Writers probably get thoroughly fed up with responding to that old question about who their main influences are, but I have to admit, I rarely get fed up of reading their answers. The better interviewees make a point of explaining exactly how those influences worked. Otherwise, I think there’s a default assumption (or maybe it’s just me) that Writer A reads Writers B, C, D and E and becomes something that’s an amalgam of all four.
The death of Ray Bradbury this week, at the age of 91, set me thinking about this, and other things. When I was a kid, I think around 9 or 10, I read a story of Bradbury’s in the Reader's Digest. I was a pretty voracious reader anyway, but it was the first time I’d come across Bradbury, so had no preconceptions about his status as a science-fiction writer (he considered himself a fantasy writer, incidentally, but both terms tend to get used rather sniffily by literary critics*).
All I can remember of the story now is that it was set in an American small town, and centred on a boy’s longing for a new pair of sneakers that he sees in a shop window.

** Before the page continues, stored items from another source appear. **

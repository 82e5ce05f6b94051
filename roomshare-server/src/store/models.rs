//! Storage records that live beside the domain documents

use chrono::{DateTime, Utc};
use roomshare_core::UserId;
use serde::{Deserialize, Serialize};

/// Opaque session credential
#[derive(Debug, Clone, PartialEq, Eq, Hash, Serialize, Deserialize)]
pub struct SessionId(pub String);

/// A logged-in user session
#[derive(Debug, Clone)]
pub struct Session {
    pub id: SessionId,
    pub user_id: UserId,
    pub created_at: DateTime<Utc>,
}

/// A one-time code waiting to verify a new account's email
#[derive(Debug, Clone)]
pub struct PendingVerification {
    pub email: String,
    pub code: String,
    pub user_id: UserId,
    pub created_at: DateTime<Utc>,
}

/// Outcome of a reconciliation pass over accepted requests
#[derive(Debug, Clone, Copy, Default, PartialEq, Eq, Serialize)]
#[serde(rename_all = "camelCase")]
pub struct ReconcileReport {
    pub scanned: u64,
    pub rooms_repaired: u64,
    pub users_repaired: u64,
}
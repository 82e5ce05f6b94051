//! Roomshare Core Library
//!
//! Domain model and search logic for the room-rental marketplace:
//! - Users list rooms and keep an optional roommate profile
//! - Tenants send rental requests that owners accept or reject
//! - Search parameters compile into structured document queries

pub mod error;
pub mod ids;
pub mod pagination;
mod params;
pub mod query;
pub mod request;
pub mod room;
pub mod room_filter;
pub mod roommate_filter;
pub mod user;

pub use error::Error;
pub use ids::{RequestId, RoomId, UserId};
pub use pagination::{PageRequest, Pagination};
pub use query::{Direction, Filter, Query, Sort};
pub use request::{RequestStatus, RequestView, RoomRequest};
pub use room::{normalize_amenities, Room, RoomDraft, RoomSummary, RoomUpdate};
pub use room_filter::{compile_room_query, RoomSearchParams};
pub use roommate_filter::{compile_roommate_query, RoommateSearchParams};
pub use user::{Role, RoommateProfile, RoommateProfileDraft, User, UserSummary};

/// Result type for roomshare-core operations
pub type Result<T> = std::result::Result<T, Error>;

Perhaps that was all there was to the plot. That’s not really important. What is significant is that I distinctly remember realising that it was the first time I’d read something and enjoyed it for no other reason than the way it was written. The writing was what made it pleasurable, not the narrative or anything else, and to prove that to myself I read it again and again over a few weeks.
I didn’t go away and read libraries full of Bradbury. I came back to him much later, after university, I think, and read The Illustrated Man and The Martian Chronicles, and what I’d consider his masterpiece, October Country, and I loved them, but I don’t think I’ve ever had the urge to write anything along remotely similar lines. Where Bradbury did influence me, probably more than any other writer, was in making me want to write. Anything. Everything. Every day, if at all possible. So, thanks Ray. Every time I re-read those books I mentioned, I still get that same feeling.
* It'll be interesting to see how Bradbury is re-evaluated in the next few years, because despite the fantasy/sci-fi settings of much of his work, his real subjects, of course, were the USA, and the 20th Century. It's a constant source of irritation to me that so-called 'genre' fiction is so often sidelined, or treated as somehow less serious than 'literary fiction. If ever a writer shattered that myth, it was Bradbury.